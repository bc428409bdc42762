use rand::rngs::StdRng;
use rand::{Rng, SeedableRng};
use tabular_nb::backend::{Backend, Tensor1D, Tensor2D};
use tabular_nb::dataset::InMemoryDataset;
use tabular_nb::PipelineError;

/// Synthetic binary classification table.
#[derive(Debug, Clone)]
pub struct SyntheticClassification {
    pub features: Vec<Vec<f64>>,
    pub targets: Vec<f64>,
    /// Columns that carry the class signal.
    pub informative: Vec<usize>,
}

impl SyntheticClassification {
    /// Generates `n_samples` rows with `n_features` columns, the first
    /// `n_informative` of which agree in sign with the label 90% of the time.
    pub fn generate(n_samples: usize, n_features: usize, n_informative: usize, seed: u64) -> Self {
        let mut rng = StdRng::seed_from_u64(seed);
        let n_informative = n_informative.min(n_features);
        let mut features = Vec::with_capacity(n_samples);
        let mut targets = Vec::with_capacity(n_samples);

        for _ in 0..n_samples {
            let label = rng.gen_range(0..2) as f64;
            let sign = if label == 1.0 { 1.0 } else { -1.0 };
            let row = (0..n_features)
                .map(|j| {
                    if j < n_informative {
                        let flip = if rng.gen_bool(0.1) { -1.0 } else { 1.0 };
                        flip * sign * rng.gen_range(0.1..3.0)
                    } else {
                        rng.gen_range(-3.0..3.0)
                    }
                })
                .collect();
            features.push(row);
            targets.push(label);
        }

        Self {
            features,
            targets,
            informative: (0..n_informative).collect(),
        }
    }

    pub fn n_samples(&self) -> usize {
        self.targets.len()
    }

    pub fn to_tensors<B: Backend>(&self) -> (Tensor2D<B>, Tensor1D<B>) {
        (
            Tensor2D::from_rows(&self.features),
            Tensor1D::new(self.targets.clone()),
        )
    }

    pub fn to_in_memory_dataset(&self) -> Result<InMemoryDataset, PipelineError> {
        InMemoryDataset::new(self.features.clone(), self.targets.clone())
    }

    /// Renders the table as CSV with the label in a `target` column.
    pub fn to_csv(&self, delimiter: char) -> String {
        let n_features = self.features.first().map_or(0, Vec::len);
        let mut header: Vec<String> = (0..n_features).map(|j| format!("x{}", j)).collect();
        header.push("target".to_string());

        let mut out = header.join(&delimiter.to_string());
        out.push('\n');
        for (row, label) in self.features.iter().zip(&self.targets) {
            let mut fields: Vec<String> = row.iter().map(|v| format!("{:.6}", v)).collect();
            fields.push(label.to_string());
            out.push_str(&fields.join(&delimiter.to_string()));
            out.push('\n');
        }
        out
    }
}
//! Classification metrics.

use crate::backend::{Backend, Tensor1D};
use crate::error::PipelineError;

/// Fraction of predictions that exactly match the true labels.
///
/// # Errors
/// - [`PipelineError::InvalidShape`] if the vectors differ in length.
/// - [`PipelineError::EmptyData`] if both are empty.
///
/// # Example
/// ```
/// use tabular_nb::backend::{CpuBackend, Tensor1D};
/// use tabular_nb::metrics::accuracy_score;
///
/// let y_true = Tensor1D::<CpuBackend>::new(vec![0.0, 1.0, 1.0, 0.0]);
/// let y_pred = Tensor1D::<CpuBackend>::new(vec![0.0, 1.0, 0.0, 0.0]);
/// assert_eq!(accuracy_score(&y_true, &y_pred).unwrap(), 0.75);
/// ```
pub fn accuracy_score<B: Backend>(
    y_true: &Tensor1D<B>,
    y_pred: &Tensor1D<B>,
) -> Result<f64, PipelineError> {
    if y_true.len() != y_pred.len() {
        return Err(PipelineError::InvalidShape {
            expected: format!("{} predictions", y_true.len()),
            got: format!("{} predictions", y_pred.len()),
        });
    }
    if y_true.is_empty() {
        return Err(PipelineError::EmptyData(
            "Cannot score an empty prediction set".to_string(),
        ));
    }

    let correct = y_true
        .to_vec()
        .iter()
        .zip(y_pred.to_vec().iter())
        .filter(|(t, p)| t == p)
        .count();
    Ok(correct as f64 / y_true.len() as f64)
}
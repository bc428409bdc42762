//! Synthetic Classification Pipeline
//!
//! Builds a small dataset where two of six columns carry the class in their
//! sign, writes it to a temporary CSV, and runs the full workflow:
//! - CSV loading with a `target` column
//! - Seeded train/test split
//! - Binarizer -> SelectFwe -> StandardScaler -> GaussianNB
//! - Held-out accuracy and class probabilities
//!
//! Run with: cargo run --example synthetic_pipeline

use rand::rngs::StdRng;
use rand::{Rng, SeedableRng};
use std::error::Error;
use std::fs;
use tabular_nb::{
    backend::CpuBackend,
    dataset::{load_csv, train_test_split, CsvLoaderConfig},
    pipeline::{ClassificationPipeline, PipelineConfig},
};

const N_ROWS: usize = 200;
const INFORMATIVE: [usize; 2] = [1, 4];
const N_FEATURES: usize = 6;

fn synthetic_csv(seed: u64) -> String {
    let mut rng = StdRng::seed_from_u64(seed);
    let mut out = String::new();
    let header: Vec<String> = (0..N_FEATURES).map(|j| format!("f{}", j)).collect();
    out.push_str(&header.join(";"));
    out.push_str(";target\n");

    for _ in 0..N_ROWS {
        let label: u8 = rng.gen_range(0..2);
        let sign = if label == 1 { 1.0 } else { -1.0 };
        let row: Vec<String> = (0..N_FEATURES)
            .map(|j| {
                let value = if INFORMATIVE.contains(&j) {
                    // Mostly agrees with the label, flipped 10% of the time
                    let flip = if rng.gen_bool(0.1) { -1.0 } else { 1.0 };
                    flip * sign * rng.gen_range(0.1..2.0)
                } else {
                    rng.gen_range(-1.0..1.0)
                };
                format!("{:.4}", value)
            })
            .collect();
        out.push_str(&row.join(";"));
        out.push_str(&format!(";{}\n", label));
    }
    out
}

fn main() -> Result<(), Box<dyn Error>> {
    let dir = std::env::temp_dir().join("tabular_nb_example");
    fs::create_dir_all(&dir)?;
    let path = dir.join("synthetic.csv");
    fs::write(&path, synthetic_csv(17))?;

    println!("=== Loading {} ===", path.display());
    let dataset = load_csv(&path, &CsvLoaderConfig::new().delimiter(b';'))?;
    println!("Features: {:?}", dataset.feature_names());

    let split = train_test_split::<CpuBackend, _>(&dataset, 0.25, Some(42))?;
    println!(
        "Train rows: {}, test rows: {}",
        split.x_train.nrows(),
        split.x_test.nrows()
    );

    println!("\n=== Fitting pipeline ===");
    let config = PipelineConfig::default();
    let fitted = ClassificationPipeline::<CpuBackend>::from_config(&config)
        .fit(&split.x_train, &split.y_train)?;
    println!("Steps: {:?}", fitted.step_names());
    println!(
        "Selected columns: {:?}",
        fitted
            .selected_features()
            .iter()
            .map(|&i| dataset.feature_names()[i].as_str())
            .collect::<Vec<_>>()
    );

    let nb = fitted.classifier();
    println!("Classes: {:?}, priors: {:?}", nb.classes(), nb.class_prior());

    println!("\n=== Evaluating ===");
    let accuracy = fitted.score(&split.x_test, &split.y_test)?;
    println!("Test accuracy: {:.2}%", accuracy * 100.0);

    let predictions = fitted.predict(&split.x_test)?.to_vec();
    let proba = fitted.predict_proba(&split.x_test)?.to_rows();
    println!("\nFirst test rows (true / predicted / P(class 1)):");
    for i in 0..5.min(predictions.len()) {
        println!(
            "  {} / {} / {:.3}",
            split.y_test.to_vec()[i],
            predictions[i],
            proba[i][1]
        );
    }

    Ok(())
}
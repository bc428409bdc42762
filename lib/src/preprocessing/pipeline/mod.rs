//! Pipeline utilities for chaining transformers.
//!
//! | Component | Description |
//! |-----------|-------------|
//! | [`Pipeline`] | Chain transformers sequentially, fitted with labels |
//! | [`FittedPipeline`] | Apply the learned chain to new data |

#[allow(clippy::module_inception)]
pub mod pipeline;

pub use pipeline::{FittedPipeline, Pipeline, PipelineStep, PipelineStepEnum, UnfittedStepEnum};
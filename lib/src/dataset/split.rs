use log::debug;
use rand::rngs::StdRng;
use rand::seq::SliceRandom;
use rand::SeedableRng;

use crate::backend::{Backend, Tensor1D, Tensor2D};
use crate::dataset::Dataset;
use crate::error::PipelineError;

/// Fraction of rows held out for testing when none is configured.
pub const DEFAULT_TEST_SIZE: f64 = 0.25;

/// Result of [`train_test_split`].
///
/// `train_indices` and `test_indices` point into the source dataset and are
/// disjoint; together they cover every row.
#[derive(Debug, Clone)]
pub struct TrainTestSplit<B: Backend> {
    pub x_train: Tensor2D<B>,
    pub x_test: Tensor2D<B>,
    pub y_train: Tensor1D<B>,
    pub y_test: Tensor1D<B>,
    pub train_indices: Vec<usize>,
    pub test_indices: Vec<usize>,
}

/// Shuffles the rows of `dataset` and partitions them into training and
/// testing sets.
///
/// The test set gets `ceil(test_size * n)` rows and the training set the rest.
/// With `random_state = Some(seed)` the split is reproducible; with `None` the
/// generator is seeded from system entropy.
///
/// # Errors
/// - [`PipelineError::InvalidParameter`] if `test_size` is not strictly inside
///   `(0, 1)` or either side of the split would be empty.
/// - [`PipelineError::EmptyData`] if the dataset has no rows.
pub fn train_test_split<B: Backend, D: Dataset>(
    dataset: &D,
    test_size: f64,
    random_state: Option<u64>,
) -> Result<TrainTestSplit<B>, PipelineError> {
    if !(test_size > 0.0 && test_size < 1.0) {
        return Err(PipelineError::InvalidParameter(format!(
            "test_size must be in (0, 1), got {}",
            test_size
        )));
    }

    let n_samples = dataset.len();
    if n_samples == 0 {
        return Err(PipelineError::EmptyData(
            "cannot split an empty dataset".to_string(),
        ));
    }

    let n_test = (test_size * n_samples as f64).ceil() as usize;
    let n_train = n_samples.saturating_sub(n_test);
    if n_train == 0 || n_test == 0 {
        return Err(PipelineError::InvalidParameter(format!(
            "test_size={} with {} samples leaves {} train and {} test rows",
            test_size, n_samples, n_train, n_test
        )));
    }

    let mut rng = match random_state {
        Some(seed) => StdRng::seed_from_u64(seed),
        None => StdRng::from_entropy(),
    };
    let mut indices: Vec<usize> = (0..n_samples).collect();
    indices.shuffle(&mut rng);

    let train_indices = indices.split_off(n_test);
    let test_indices = indices;

    let (x_train, y_train) = dataset.get_rows::<B>(&train_indices)?;
    let (x_test, y_test) = dataset.get_rows::<B>(&test_indices)?;

    debug!(
        "Split {} rows into {} train / {} test (seed: {:?})",
        n_samples, n_train, n_test, random_state
    );

    Ok(TrainTestSplit {
        x_train,
        x_test,
        y_train,
        y_test,
        train_indices,
        test_indices,
    })
}
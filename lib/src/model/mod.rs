//! Classifiers and the traits shared by trained models.

pub mod naive_bayes;
pub mod state;

pub use naive_bayes::{GaussianNB, GaussianNbConfig, DEFAULT_VAR_SMOOTHING};
pub use state::{Fitted, Unfitted};

use crate::backend::Backend;
use crate::error::PipelineError;

/// Prediction interface of a trained model.
///
/// Only `Fitted` models implement this trait, so predicting with an untrained
/// model does not compile.
pub trait InferenceModel<B: Backend> {
    type InputSingle;
    type OutputSingle;
    type InputBatch;
    type OutputBatch;

    /// Predict on a single sample (feature vector).
    fn predict(&self, input: &Self::InputSingle) -> Result<Self::OutputSingle, PipelineError>;

    /// Predict on every row of a batch.
    fn predict_batch(&self, input: &Self::InputBatch) -> Result<Self::OutputBatch, PipelineError>;
}
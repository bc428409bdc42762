//! Dataset abstractions, CSV loading and train/test splitting.
//!
//! # Core Concepts
//!
//! - **Dataset** — A source of `(X, y)` pairs where `X` is a feature matrix of shape
//!   `(n_samples, n_features)` and `y` is a label vector of shape `(n_samples,)`.
//! - **Loader** — [`load_csv`] reads a delimited file with a named label column.
//! - **Split** — [`train_test_split`] partitions rows into disjoint training and
//!   testing sets by uniform shuffling.
//!
//! # Example
//!
//! ```rust
//! use tabular_nb::backend::CpuBackend;
//! use tabular_nb::dataset::{train_test_split, Dataset, InMemoryDataset};
//!
//! let x = vec![vec![1.0], vec![2.0], vec![3.0], vec![4.0]];
//! let y = vec![0.0, 1.0, 0.0, 1.0];
//! let dataset = InMemoryDataset::new(x, y).unwrap();
//!
//! let split = train_test_split::<CpuBackend, _>(&dataset, 0.25, Some(42)).unwrap();
//! assert_eq!(split.x_train.nrows(), 3);
//! assert_eq!(split.x_test.nrows(), 1);
//! ```

use crate::backend::{Backend, Tensor1D, Tensor2D};
use crate::error::PipelineError;

pub mod csv;
pub mod memory;
pub mod split;

pub use self::csv::{load_csv, load_csv_from_reader, CsvLoaderConfig};
pub use self::memory::InMemoryDataset;
pub use self::split::{train_test_split, TrainTestSplit, DEFAULT_TEST_SIZE};

/// Abstract interface for a labelled tabular dataset.
///
/// Implementors provide random access to rows so that splitters can gather
/// arbitrary subsets as tensors.
pub trait Dataset {
    /// Number of samples (rows).
    fn len(&self) -> usize;

    /// Checks whether the dataset has no rows.
    fn is_empty(&self) -> bool {
        self.len() == 0
    }

    /// Number of feature columns (label excluded).
    fn n_features(&self) -> usize;

    /// Gathers the rows at `indices`, in order, as a feature matrix and label vector.
    ///
    /// # Errors
    /// Returns [`PipelineError::InvalidParameter`] if an index is out of bounds.
    fn get_rows<B: Backend>(
        &self,
        indices: &[usize],
    ) -> Result<(Tensor2D<B>, Tensor1D<B>), PipelineError>;

    /// Loads every row, in file order.
    fn to_tensors<B: Backend>(&self) -> Result<(Tensor2D<B>, Tensor1D<B>), PipelineError> {
        let all: Vec<usize> = (0..self.len()).collect();
        self.get_rows(&all)
    }
}
use crate::backend::{Backend, Tensor1D, Tensor2D};
use crate::error::PipelineError;
use crate::stats::f_distribution_sf;

/// Per-feature ANOVA results, in column order.
#[derive(Debug, Clone, PartialEq)]
pub struct FClassifResult {
    pub scores: Vec<f64>,
    pub pvalues: Vec<f64>,
}

/// Sorted distinct labels and, for every row, the index of its class.
pub(crate) fn encode_classes(labels: &[f64]) -> Result<(Vec<f64>, Vec<usize>), PipelineError> {
    if let Some(bad) = labels.iter().find(|y| !y.is_finite()) {
        return Err(PipelineError::MissingValues(format!(
            "labels must be finite, found {}",
            bad
        )));
    }
    // + 0.0 folds -0.0 into 0.0 so both land in one class
    let labels: Vec<f64> = labels.iter().map(|&y| y + 0.0).collect();
    let mut classes = labels.clone();
    classes.sort_by(f64::total_cmp);
    classes.dedup();

    let assignment = labels
        .iter()
        .map(|y| {
            classes
                .binary_search_by(|c| c.total_cmp(y))
                .map_err(|_| PipelineError::NumericalError(format!("label {} not indexed", y)))
        })
        .collect::<Result<Vec<_>, _>>()?;
    Ok((classes, assignment))
}

/// One-way ANOVA F statistic and p-value of every feature against the labels.
///
/// For column `j`, with `k` classes and `n` rows:
/// ```text
/// SSB = Σ_c n_c (mean_c − mean)²         df_b = k − 1
/// SSW = Σ_c Σ_{i∈c} (x_i − mean_c)²      df_w = n − k
/// F   = (SSB / df_b) / (SSW / df_w)      p = P(F(df_b, df_w) > F)
/// ```
/// A column that is constant within every class but differs between classes
/// gets `F = +inf, p = 0`. A column constant overall, or `n == k`, gets NaN.
///
/// # Errors
/// - [`PipelineError::InvalidShape`] if `x` and `y` differ in row count.
/// - [`PipelineError::EmptyData`] if there are no rows.
/// - [`PipelineError::MissingValues`] for non-finite labels.
/// - [`PipelineError::InvalidParameter`] for fewer than two classes.
pub fn f_classif<B: Backend>(
    x: &Tensor2D<B>,
    y: &Tensor1D<B>,
) -> Result<FClassifResult, PipelineError> {
    let (n, cols) = x.shape();
    if y.len() != n {
        return Err(PipelineError::InvalidShape {
            expected: format!("{} labels", n),
            got: format!("{} labels", y.len()),
        });
    }
    if n == 0 {
        return Err(PipelineError::EmptyData(
            "Cannot compute ANOVA F-values on empty data".to_string(),
        ));
    }

    let (classes, assignment) = encode_classes(&y.to_vec())?;
    let k = classes.len();
    if k < 2 {
        return Err(PipelineError::InvalidParameter(format!(
            "ANOVA requires at least 2 classes, got {}",
            k
        )));
    }

    let mut counts = vec![0usize; k];
    for &c in &assignment {
        counts[c] += 1;
    }

    let df_between = (k - 1) as f64;
    let df_within = (n - k) as f64;
    let flat = x.ravel().to_vec();

    let mut scores = Vec::with_capacity(cols);
    let mut pvalues = Vec::with_capacity(cols);

    for j in 0..cols {
        let column = || flat.iter().skip(j).step_by(cols);

        let grand_mean = column().sum::<f64>() / n as f64;
        let mut class_means = vec![0.0; k];
        for (&v, &c) in column().zip(assignment.iter()) {
            class_means[c] += v;
        }
        for (m, &count) in class_means.iter_mut().zip(counts.iter()) {
            *m /= count as f64;
        }

        let ss_between: f64 = class_means
            .iter()
            .zip(counts.iter())
            .map(|(&m, &count)| count as f64 * (m - grand_mean).powi(2))
            .sum();
        let ss_within: f64 = column()
            .zip(assignment.iter())
            .map(|(&v, &c)| (v - class_means[c]).powi(2))
            .sum();

        let (f, p) = if df_within == 0.0 || (ss_within == 0.0 && ss_between == 0.0) {
            (f64::NAN, f64::NAN)
        } else if ss_within == 0.0 {
            (f64::INFINITY, 0.0)
        } else {
            let f = (ss_between / df_between) / (ss_within / df_within);
            (f, f_distribution_sf(f, df_between, df_within))
        };
        scores.push(f);
        pvalues.push(p);
    }

    Ok(FClassifResult { scores, pvalues })
}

══════════════════════════════

Task details
Which of the lines above mention the word "scores"? Pull those lines out.

Finished exercise
    pub scores: Vec<f64>,
    let mut scores = Vec::with_capacity(cols);
        scores.push(f);
    Ok(FClassifResult { scores, pvalues })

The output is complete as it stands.